Bien sûr, il est pratiquement impossible pour nous de comprendre le comportement de ces « derniers humains ». Comment pouvaient-ils vivre tout en étant incapables d'utiliser leurs capacités d'autoguérison ? Comment pouvaient-ils se considérer « modernes, intelligents et évolués » alors qu'ils vivaient dans des conditions de telles dépendances face à leurs technologies et leurs structures ? Comment pouvaient-ils être si attaché à un mode de vie insatisfaisant tout en sachant que celui-ci détruisait l'environnement et maintenait des millions d'êtres humains dans des conditions de précarité extrême ?
Les réponses à ces questions nous échappent.
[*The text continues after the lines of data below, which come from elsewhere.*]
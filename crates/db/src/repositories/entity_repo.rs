//! Generic repository for schema-driven entities.
//!
//! One implementation serves every catalog entry: SQL text is assembled
//! from the static schema (table, column, and join identifiers are
//! compile-time constants), while every request-supplied value travels
//! as a bound parameter. Rows decode into JSON maps keyed by field name.

use chrono::NaiveDate;
use parc_core::schema::{
    BoundField, CreateRecord, DataType, EntitySchema, FieldDef, FieldValue, IdStrategy,
};
use parc_core::types::Timestamp;
use serde_json::{Map, Value};
use sqlx::postgres::{PgArguments, PgRow};
use sqlx::query::Query;
use sqlx::{PgPool, Postgres, Row};

/// A record of a schema-driven entity, keyed by field name.
pub type JsonRecord = Map<String, Value>;

type PgQuery<'q> = Query<'q, Postgres, PgArguments>;

/// A primary key value, typed per the schema's id strategy.
#[derive(Debug, Clone, PartialEq)]
pub enum IdValue {
    Int(i64),
    Key(String),
}

impl IdValue {
    /// Parse a raw path segment into an id for the given schema.
    ///
    /// A non-numeric id for an auto-keyed entity cannot match any row, so
    /// `None` maps to a not-found outcome upstream.
    pub fn parse(schema: &EntitySchema, raw: &str) -> Option<IdValue> {
        match schema.id {
            IdStrategy::Auto => raw.parse::<i64>().ok().map(IdValue::Int),
            IdStrategy::ClientKey => Some(IdValue::Key(raw.to_string())),
        }
    }
}

impl std::fmt::Display for IdValue {
    fn fmt(&self, f: &mut std::fmt::Formatter<'_>) -> std::fmt::Result {
        match self {
            IdValue::Int(v) => write!(f, "{v}"),
            IdValue::Key(k) => f.write_str(k),
        }
    }
}

/// Provides CRUD operations for any catalog entity.
pub struct EntityRepo;

impl EntityRepo {
    /// List all records: id + display fields + joined labels.
    pub async fn list(
        pool: &PgPool,
        schema: &'static EntitySchema,
    ) -> Result<Vec<JsonRecord>, sqlx::Error> {
        let cols: Vec<&'static FieldDef> = schema
            .display_fields()
            .filter(|f| f.data_type != DataType::Password)
            .collect();
        let sql = format!(
            "SELECT t.id{}{} FROM {} t{} ORDER BY t.id",
            column_list(&cols),
            join_select(schema),
            schema.table,
            join_clause(schema),
        );
        let rows = sqlx::query(&sql).fetch_all(pool).await?;
        rows.iter()
            .map(|row| row_to_json(schema, row, &cols, false))
            .collect()
    }

    /// Fetch one record by id: all fields + joined labels + timestamps.
    pub async fn find_by_id(
        pool: &PgPool,
        schema: &'static EntitySchema,
        id: &IdValue,
    ) -> Result<Option<JsonRecord>, sqlx::Error> {
        let cols: Vec<&'static FieldDef> = schema
            .fields
            .iter()
            .filter(|f| f.data_type != DataType::Password)
            .collect();
        let sql = format!(
            "SELECT t.id{}, t.created_at, t.updated_at{} FROM {} t{} WHERE t.id = $1",
            column_list(&cols),
            join_select(schema),
            schema.table,
            join_clause(schema),
        );
        let row = bind_id(sqlx::query(&sql), id).fetch_optional(pool).await?;
        row.map(|r| row_to_json(schema, &r, &cols, true)).transpose()
    }

    /// Insert a validated record, returning the (assigned or supplied) id.
    pub async fn insert(
        pool: &PgPool,
        schema: &'static EntitySchema,
        record: &CreateRecord,
    ) -> Result<IdValue, sqlx::Error> {
        let mut columns: Vec<&str> = Vec::new();
        if record.client_key.is_some() {
            columns.push("id");
        }
        for bound in &record.fields {
            columns.push(bound.field.name);
        }
        let placeholders: Vec<String> = (1..=columns.len()).map(|i| format!("${i}")).collect();
        let sql = format!(
            "INSERT INTO {} ({}) VALUES ({}) RETURNING id",
            schema.table,
            columns.join(", "),
            placeholders.join(", "),
        );

        let mut query = sqlx::query(&sql);
        if let Some(key) = &record.client_key {
            query = query.bind(key.clone());
        }
        for bound in &record.fields {
            query = bind_field(query, bound);
        }
        let row = query.fetch_one(pool).await?;

        match schema.id {
            IdStrategy::Auto => Ok(IdValue::Int(row.try_get("id")?)),
            IdStrategy::ClientKey => Ok(IdValue::Key(row.try_get("id")?)),
        }
    }

    /// Apply a partial update. Returns `false` if no row with `id` exists.
    pub async fn update(
        pool: &PgPool,
        schema: &'static EntitySchema,
        id: &IdValue,
        fields: &[BoundField],
    ) -> Result<bool, sqlx::Error> {
        if fields.is_empty() {
            return Self::exists(pool, schema, id).await;
        }
        let sets: Vec<String> = fields
            .iter()
            .enumerate()
            .map(|(i, bound)| format!("{} = ${}", bound.field.name, i + 2))
            .collect();
        let sql = format!(
            "UPDATE {} SET {}, updated_at = NOW() WHERE id = $1",
            schema.table,
            sets.join(", "),
        );
        let mut query = bind_id(sqlx::query(&sql), id);
        for bound in fields {
            query = bind_field(query, bound);
        }
        Ok(query.execute(pool).await?.rows_affected() > 0)
    }

    /// Hard-delete a record. Returns `false` if no row with `id` exists.
    pub async fn delete(
        pool: &PgPool,
        schema: &'static EntitySchema,
        id: &IdValue,
    ) -> Result<bool, sqlx::Error> {
        let sql = format!("DELETE FROM {} WHERE id = $1", schema.table);
        let result = bind_id(sqlx::query(&sql), id).execute(pool).await?;
        Ok(result.rows_affected() > 0)
    }

    /// Check whether a record exists.
    pub async fn exists(
        pool: &PgPool,
        schema: &'static EntitySchema,
        id: &IdValue,
    ) -> Result<bool, sqlx::Error> {
        let sql = format!(
            "SELECT EXISTS(SELECT 1 FROM {} WHERE id = $1)",
            schema.table
        );
        let query = sqlx::query_scalar::<_, bool>(&sql);
        let query = match id {
            IdValue::Int(v) => query.bind(*v),
            IdValue::Key(k) => query.bind(k.clone()),
        };
        query.fetch_one(pool).await
    }
}

// ---------------------------------------------------------------------------
// SQL assembly helpers
// ---------------------------------------------------------------------------

fn column_list(cols: &[&'static FieldDef]) -> String {
    cols.iter()
        .map(|f| format!(", t.{}", f.name))
        .collect::<String>()
}

fn join_select(schema: &EntitySchema) -> String {
    schema
        .joins
        .iter()
        .enumerate()
        .map(|(i, j)| format!(", j{i}.{} AS {}", j.label_column, j.alias))
        .collect::<String>()
}

fn join_clause(schema: &EntitySchema) -> String {
    schema
        .joins
        .iter()
        .enumerate()
        .map(|(i, j)| {
            let fk_type = schema
                .field(j.fk_field)
                .map(|f| f.data_type)
                .unwrap_or(DataType::Text);
            // Numeric reference fields are float8; cast the joined id side.
            match fk_type {
                DataType::Number => format!(
                    " LEFT JOIN {} j{i} ON j{i}.id::float8 = t.{}",
                    j.table, j.fk_field
                ),
                _ => format!(" LEFT JOIN {} j{i} ON j{i}.id = t.{}", j.table, j.fk_field),
            }
        })
        .collect::<String>()
}

// ---------------------------------------------------------------------------
// Binding and decoding
// ---------------------------------------------------------------------------

fn bind_id<'q>(query: PgQuery<'q>, id: &IdValue) -> PgQuery<'q> {
    match id {
        IdValue::Int(v) => query.bind(*v),
        IdValue::Key(k) => query.bind(k.clone()),
    }
}

fn bind_field<'q>(query: PgQuery<'q>, bound: &BoundField) -> PgQuery<'q> {
    match &bound.value {
        FieldValue::Text(s) => query.bind(s.clone()),
        FieldValue::Number(n) => query.bind(*n),
        FieldValue::Boolean(b) => query.bind(*b),
        FieldValue::Date(d) => query.bind(*d),
        FieldValue::Null => match bound.field.data_type {
            DataType::Text | DataType::Password | DataType::Enum => {
                query.bind(Option::<String>::None)
            }
            DataType::Number => query.bind(Option::<f64>::None),
            DataType::Boolean => query.bind(Option::<bool>::None),
            DataType::Date => query.bind(Option::<NaiveDate>::None),
        },
    }
}

fn row_to_json(
    schema: &'static EntitySchema,
    row: &PgRow,
    fields: &[&'static FieldDef],
    include_timestamps: bool,
) -> Result<JsonRecord, sqlx::Error> {
    let mut record = JsonRecord::new();

    let id = match schema.id {
        IdStrategy::Auto => Value::from(row.try_get::<i64, _>("id")?),
        IdStrategy::ClientKey => Value::from(row.try_get::<String, _>("id")?),
    };
    record.insert("id".to_string(), id);

    for field in fields {
        let value = match field.data_type {
            DataType::Text | DataType::Enum => row
                .try_get::<Option<String>, _>(field.name)?
                .map(Value::from)
                .unwrap_or(Value::Null),
            DataType::Number => row
                .try_get::<Option<f64>, _>(field.name)?
                .map(number_to_json)
                .unwrap_or(Value::Null),
            DataType::Boolean => row
                .try_get::<Option<bool>, _>(field.name)?
                .map(Value::from)
                .unwrap_or(Value::Null),
            DataType::Date => row
                .try_get::<Option<NaiveDate>, _>(field.name)?
                .map(|d| Value::from(d.format("%Y-%m-%d").to_string()))
                .unwrap_or(Value::Null),
            // Write-only: never selected, never emitted.
            DataType::Password => Value::Null,
        };
        if field.data_type != DataType::Password {
            record.insert(field.name.to_string(), value);
        }
    }

    for join in schema.joins {
        let label = row.try_get::<Option<String>, _>(join.alias)?;
        record.insert(
            join.alias.to_string(),
            label.map(Value::from).unwrap_or(Value::Null),
        );
    }

    if include_timestamps {
        for col in ["created_at", "updated_at"] {
            let ts = row.try_get::<Option<Timestamp>, _>(col)?;
            record.insert(
                col.to_string(),
                ts.map(|t| Value::from(t.to_rfc3339())).unwrap_or(Value::Null),
            );
        }
    }

    Ok(record)
}

/// Emit integral floats as JSON integers so created values compare equal
/// on read-back (`12` stays `12`, not `12.0`).
fn number_to_json(n: f64) -> Value {
    if n.fract() == 0.0 && n.abs() < 9_007_199_254_740_992.0 {
        Value::from(n as i64)
    } else {
        Value::from(n)
    }
}

#[cfg(test)]
mod tests {
    use super::*;
    use parc_core::catalog;

    #[test]
    fn test_number_to_json_integral() {
        assert_eq!(number_to_json(12.0), Value::from(12i64));
        assert_eq!(number_to_json(-3.0), Value::from(-3i64));
    }

    #[test]
    fn test_number_to_json_fractional() {
        assert_eq!(number_to_json(48.5), Value::from(48.5));
    }

    #[test]
    fn test_id_parse_auto_rejects_non_numeric() {
        assert_eq!(IdValue::parse(&catalog::AC, "abc"), None);
        assert_eq!(IdValue::parse(&catalog::AC, "7"), Some(IdValue::Int(7)));
    }

    #[test]
    fn test_id_parse_client_key_passes_through() {
        assert_eq!(
            IdValue::parse(&catalog::TDL, "T9"),
            Some(IdValue::Key("T9".to_string()))
        );
    }

    #[test]
    fn test_join_clause_casts_numeric_references() {
        let sql = join_clause(&catalog::AC);
        assert!(sql.contains("LEFT JOIN fabricant j0 ON j0.id::float8 = t.fabricant_id"));
        assert!(sql.contains("LEFT JOIN fournisseurs j1 ON j1.id::float8 = t.fournisseur_id"));
    }

    #[test]
    fn test_join_select_aliases_labels() {
        let sql = join_select(&catalog::AC);
        assert!(sql.contains("j0.nom AS fabricant_nom"));
        assert!(sql.contains("j1.nom AS fournisseur_nom"));
    }
}
//! Handlers for the `/work-orders` resource.
//!
//! Reads require authentication; create/update require a staff role;
//! deletion is admin-only and is a hard delete (the Users-only soft
//! delete asymmetry is intentional).

use axum::extract::{Path, Query, State};
use axum::http::StatusCode;
use axum::Json;
use chrono::NaiveDate;
use parc_core::error::CoreError;
use parc_core::schema::FieldError;
use parc_core::types::DbId;
use parc_db::models::work_order::{
    CreateWorkOrder, UpdateWorkOrder, WorkOrder, WorkOrderFilter, PRIORITES, STATUTS,
};
use parc_db::repositories::WorkOrderRepo;
use serde::Deserialize;
use validator::Validate;

use crate::error::{AppError, AppResult};
use crate::extract::AppJson;
use crate::middleware::rbac::{RequireAdmin, RequireAuth, RequireStaff};
use crate::query::{page_window, WorkOrderListParams};
use crate::response::{PageMeta, Paginated};
use crate::state::AppState;

// ---------------------------------------------------------------------------
// Request types
// ---------------------------------------------------------------------------

/// Request body for `POST /work-orders`.
#[derive(Debug, Deserialize, Validate)]
pub struct CreateWorkOrderRequest {
    #[validate(length(min = 1, max = 200, message = "must be 1-200 characters"))]
    pub titre: String,
    pub description: Option<String>,
    pub statut: Option<String>,
    pub priorite: Option<String>,
    pub tdl_id: Option<String>,
    pub assigned_to: Option<DbId>,
    pub date_echeance: Option<NaiveDate>,
}

/// Request body for `PUT /work-orders/{id}`.
#[derive(Debug, Deserialize)]
pub struct UpdateWorkOrderRequest {
    pub titre: Option<String>,
    pub description: Option<String>,
    pub statut: Option<String>,
    pub priorite: Option<String>,
    pub tdl_id: Option<String>,
    pub assigned_to: Option<DbId>,
    pub date_echeance: Option<NaiveDate>,
}

/// Validate an enum-like field against its allowed values.
fn check_choice(field: &str, value: &Option<String>, allowed: &[&str]) -> Result<(), AppError> {
    match value {
        Some(v) if !allowed.contains(&v.as_str()) => {
            Err(AppError::Core(CoreError::FieldValidation(vec![FieldError {
                field: field.to_string(),
                message: format!("must be one of: {}", allowed.join(", ")),
            }])))
        }
        _ => Ok(()),
    }
}

fn not_found() -> AppError {
    AppError::Core(CoreError::NotFound {
        entity: "Work order",
    })
}

// ---------------------------------------------------------------------------
// Handlers
// ---------------------------------------------------------------------------

/// GET /api/work-orders
///
/// Paginated list with optional `statut` / `assigned_to` / `tdl_id`
/// filters, joined with site and assignee display labels.
pub async fn list_work_orders(
    State(state): State<AppState>,
    RequireAuth(_user): RequireAuth,
    Query(params): Query<WorkOrderListParams>,
) -> AppResult<Json<Paginated<WorkOrder>>> {
    check_choice("statut", &params.statut, STATUTS)?;
    let filter = WorkOrderFilter {
        statut: params.statut.clone(),
        assigned_to: params.assigned_to,
        tdl_id: params.tdl_id.clone(),
    };

    let (page, limit, offset) = page_window(params.page, params.limit);
    let items = WorkOrderRepo::list(&state.pool, &filter, limit, offset).await?;
    let total = WorkOrderRepo::count(&state.pool, &filter).await?;

    Ok(Json(Paginated {
        items,
        pagination: PageMeta::new(page, limit, total),
    }))
}

/// GET /api/work-orders/{id}
pub async fn get_work_order(
    State(state): State<AppState>,
    RequireAuth(_user): RequireAuth,
    Path(id): Path<DbId>,
) -> AppResult<Json<WorkOrder>> {
    let work_order = WorkOrderRepo::find_by_id(&state.pool, id)
        .await?
        .ok_or_else(not_found)?;
    Ok(Json(work_order))
}

/// POST /api/work-orders
///
/// Create a work order. `created_by` is always the authenticated caller.
pub async fn create_work_order(
    State(state): State<AppState>,
    RequireStaff(user): RequireStaff,
    AppJson(input): AppJson<CreateWorkOrderRequest>,
) -> AppResult<(StatusCode, Json<WorkOrder>)> {
    input.validate()?;
    check_choice("statut", &input.statut, STATUTS)?;
    check_choice("priorite", &input.priorite, PRIORITES)?;

    let create_dto = CreateWorkOrder {
        titre: input.titre,
        description: input.description,
        statut: input.statut,
        priorite: input.priorite,
        tdl_id: input.tdl_id,
        assigned_to: input.assigned_to,
        created_by: user.id,
        date_echeance: input.date_echeance,
    };

    let id = WorkOrderRepo::create(&state.pool, &create_dto).await?;
    let created = WorkOrderRepo::find_by_id(&state.pool, id)
        .await?
        .ok_or_else(|| {
            AppError::Internal(format!("Created work order {id} could not be re-read"))
        })?;

    Ok((StatusCode::CREATED, Json(created)))
}

/// PUT /api/work-orders/{id}
pub async fn update_work_order(
    State(state): State<AppState>,
    RequireStaff(_user): RequireStaff,
    Path(id): Path<DbId>,
    AppJson(input): AppJson<UpdateWorkOrderRequest>,
) -> AppResult<Json<WorkOrder>> {
    check_choice("statut", &input.statut, STATUTS)?;
    check_choice("priorite", &input.priorite, PRIORITES)?;

    let update_dto = UpdateWorkOrder {
        titre: input.titre,
        description: input.description,
        statut: input.statut,
        priorite: input.priorite,
        tdl_id: input.tdl_id,
        assigned_to: input.assigned_to,
        date_echeance: input.date_echeance,
    };

    let updated = WorkOrderRepo::update(&state.pool, id, &update_dto).await?;
    if !updated {
        return Err(not_found());
    }

    let work_order = WorkOrderRepo::find_by_id(&state.pool, id)
        .await?
        .ok_or_else(|| {
            AppError::Internal(format!("Updated work order {id} could not be re-read"))
        })?;
    Ok(Json(work_order))
}

/// DELETE /api/work-orders/{id}
pub async fn delete_work_order(
    State(state): State<AppState>,
    RequireAdmin(_admin): RequireAdmin,
    Path(id): Path<DbId>,
) -> AppResult<StatusCode> {
    if WorkOrderRepo::delete(&state.pool, id).await? {
        Ok(StatusCode::NO_CONTENT)
    } else {
        Err(not_found())
    }
}
pub mod auth;
pub mod entities;
pub mod health;
pub mod setup;
pub mod users;
pub mod work_orders;

use axum::http::StatusCode;
use axum::response::IntoResponse;
use axum::{Json, Router};
use parc_core::catalog;
use serde_json::json;

use crate::state::AppState;

/// Build the `/api` route tree.
///
/// Route hierarchy:
///
/// ```text
/// /auth/register                 register (public)
/// /auth/login                    login (public)
/// /auth/refresh                  refresh (public)
/// /auth/logout                   logout (requires auth)
/// /auth/profile                  profile (requires auth)
///
/// /users                         list, create (admin only)
/// /users/{id}                    get, update, deactivate (admin only)
///
/// /work-orders                   list (auth), create (staff)
/// /work-orders/{id}              get (auth), update (staff), delete (admin)
///
/// /admin/migrate                 start migration run (setup token)
/// /admin/migrate/status          migration state (setup token)
/// /admin/bootstrap               create initial admin (setup token)
///
/// /{entity}                      list (public), create (staff)
/// /{entity}/{id}                 get (public), update, delete (staff)
///   for every catalog entity: tdl, tsf, ac, dc, hvac, gen-tsw,
///   autre, besoin, fournisseurs, fabricant
/// ```
pub fn api_routes() -> Router<AppState> {
    let mut router = Router::new()
        // Authentication (register, login, refresh, logout, profile).
        .nest("/auth", auth::router())
        // User management (admin only).
        .nest("/users", users::router())
        // Work orders.
        .nest("/work-orders", work_orders::router())
        // Operator setup: migrations and admin bootstrap (setup token).
        .nest("/admin", setup::router());

    // Schema-driven entities: one generic router per catalog entry.
    for schema in catalog::ALL {
        router = router.nest(&format!("/{}", schema.path), entities::entity_router(schema));
    }

    router
}

/// Catch-all 404 handler bounding the route table.
pub async fn not_found_handler() -> impl IntoResponse {
    (
        StatusCode::NOT_FOUND,
        Json(json!({
            "error": "Resource not found",
            "code": "NOT_FOUND",
        })),
    )
}
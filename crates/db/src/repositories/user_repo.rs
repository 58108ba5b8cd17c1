//! Repository for the `users` table.

use parc_core::types::DbId;
use sqlx::PgPool;

use crate::models::user::{CreateUser, UpdateUser, User, UserFilter};

/// Column list shared across queries to avoid repetition.
const COLUMNS: &str = "id, email, password_hash, first_name, last_name, role, \
                        is_active, last_login_at, created_at, updated_at";

/// Provides CRUD operations for users.
pub struct UserRepo;

impl UserRepo {
    /// Insert a new user, returning the created row.
    pub async fn create(pool: &PgPool, input: &CreateUser) -> Result<User, sqlx::Error> {
        let query = format!(
            "INSERT INTO users (email, password_hash, first_name, last_name, role)
             VALUES ($1, $2, $3, $4, $5)
             RETURNING {COLUMNS}"
        );
        sqlx::query_as::<_, User>(&query)
            .bind(&input.email)
            .bind(&input.password_hash)
            .bind(&input.first_name)
            .bind(&input.last_name)
            .bind(&input.role)
            .fetch_one(pool)
            .await
    }

    /// Find a user by internal ID. Inactive users are returned too; the
    /// caller decides what deactivation means for its flow.
    pub async fn find_by_id(pool: &PgPool, id: DbId) -> Result<Option<User>, sqlx::Error> {
        let query = format!("SELECT {COLUMNS} FROM users WHERE id = $1");
        sqlx::query_as::<_, User>(&query)
            .bind(id)
            .fetch_optional(pool)
            .await
    }

    /// Find a user by email (case-sensitive).
    pub async fn find_by_email(pool: &PgPool, email: &str) -> Result<Option<User>, sqlx::Error> {
        let query = format!("SELECT {COLUMNS} FROM users WHERE email = $1");
        sqlx::query_as::<_, User>(&query)
            .bind(email)
            .fetch_optional(pool)
            .await
    }

    /// List users with optional role / activity filters, newest first.
    pub async fn list(
        pool: &PgPool,
        filter: &UserFilter,
        limit: i64,
        offset: i64,
    ) -> Result<Vec<User>, sqlx::Error> {
        let (where_sql, next_idx) = filter_clause(filter);
        let query = format!(
            "SELECT {COLUMNS} FROM users{where_sql} \
             ORDER BY created_at DESC LIMIT ${next_idx} OFFSET ${}",
            next_idx + 1
        );
        let mut q = sqlx::query_as::<_, User>(&query);
        if let Some(role) = &filter.role {
            q = q.bind(role.clone());
        }
        if let Some(active) = filter.is_active {
            q = q.bind(active);
        }
        q.bind(limit).bind(offset).fetch_all(pool).await
    }

    /// Count users matching the filter (for pagination envelopes).
    pub async fn count(pool: &PgPool, filter: &UserFilter) -> Result<i64, sqlx::Error> {
        let (where_sql, _) = filter_clause(filter);
        let query = format!("SELECT COUNT(*) FROM users{where_sql}");
        let mut q = sqlx::query_scalar::<_, i64>(&query);
        if let Some(role) = &filter.role {
            q = q.bind(role.clone());
        }
        if let Some(active) = filter.is_active {
            q = q.bind(active);
        }
        q.fetch_one(pool).await
    }

    /// Update a user. Only non-`None` fields in `input` are applied.
    ///
    /// Returns `None` if no row with the given `id` exists.
    pub async fn update(
        pool: &PgPool,
        id: DbId,
        input: &UpdateUser,
    ) -> Result<Option<User>, sqlx::Error> {
        let query = format!(
            "UPDATE users SET
                email = COALESCE($2, email),
                first_name = COALESCE($3, first_name),
                last_name = COALESCE($4, last_name),
                role = COALESCE($5, role),
                is_active = COALESCE($6, is_active),
                updated_at = NOW()
             WHERE id = $1
             RETURNING {COLUMNS}"
        );
        sqlx::query_as::<_, User>(&query)
            .bind(id)
            .bind(&input.email)
            .bind(&input.first_name)
            .bind(&input.last_name)
            .bind(&input.role)
            .bind(input.is_active)
            .fetch_optional(pool)
            .await
    }

    /// Soft-deactivate a user by setting `is_active = false`.
    ///
    /// Returns `true` whenever the row exists; deactivating an already
    /// inactive user is a success, only absence is not-found.
    pub async fn deactivate(pool: &PgPool, id: DbId) -> Result<bool, sqlx::Error> {
        let result =
            sqlx::query("UPDATE users SET is_active = false, updated_at = NOW() WHERE id = $1")
                .bind(id)
                .execute(pool)
                .await?;
        Ok(result.rows_affected() > 0)
    }

    /// Record a successful login.
    pub async fn record_successful_login(pool: &PgPool, id: DbId) -> Result<(), sqlx::Error> {
        sqlx::query("UPDATE users SET last_login_at = NOW() WHERE id = $1")
            .bind(id)
            .execute(pool)
            .await?;
        Ok(())
    }

    /// Whether any admin account exists (operator bootstrap guard).
    pub async fn has_admin(pool: &PgPool) -> Result<bool, sqlx::Error> {
        sqlx::query_scalar::<_, bool>("SELECT EXISTS(SELECT 1 FROM users WHERE role = 'admin')")
            .fetch_one(pool)
            .await
    }
}

/// Build the WHERE clause for the list/count filters.
///
/// Returns the clause (possibly empty) and the next free placeholder index.
fn filter_clause(filter: &UserFilter) -> (String, usize) {
    let mut clauses = Vec::new();
    let mut idx = 0;
    if filter.role.is_some() {
        idx += 1;
        clauses.push(format!("role = ${idx}"));
    }
    if filter.is_active.is_some() {
        idx += 1;
        clauses.push(format!("is_active = ${idx}"));
    }
    let where_sql = if clauses.is_empty() {
        String::new()
    } else {
        format!(" WHERE {}", clauses.join(" AND "))
    };
    (where_sql, idx + 1)
}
Mais une hypothèse doit être admise : ces « derniers humains »n'ont pas agi avec une intention volontaire de détruire la vie. Alors chers amis archéologues, anthropologues, historiens et sociologues, soyons indulgent envers eux et reconnaissons que, paradoxalement, c'est bien grâce à eux nous avons pu développer une conscience nouvelle. Celle-ci nous aura par la suite permis d'édifier une civilisation nouvelle : libre, consciente et unie.
Et n'oublions surtout pas que, aussi hérétique et répugnant que cela puisse vous sembler, ces « derniers humains » étaient bel et bien nos ancêtres.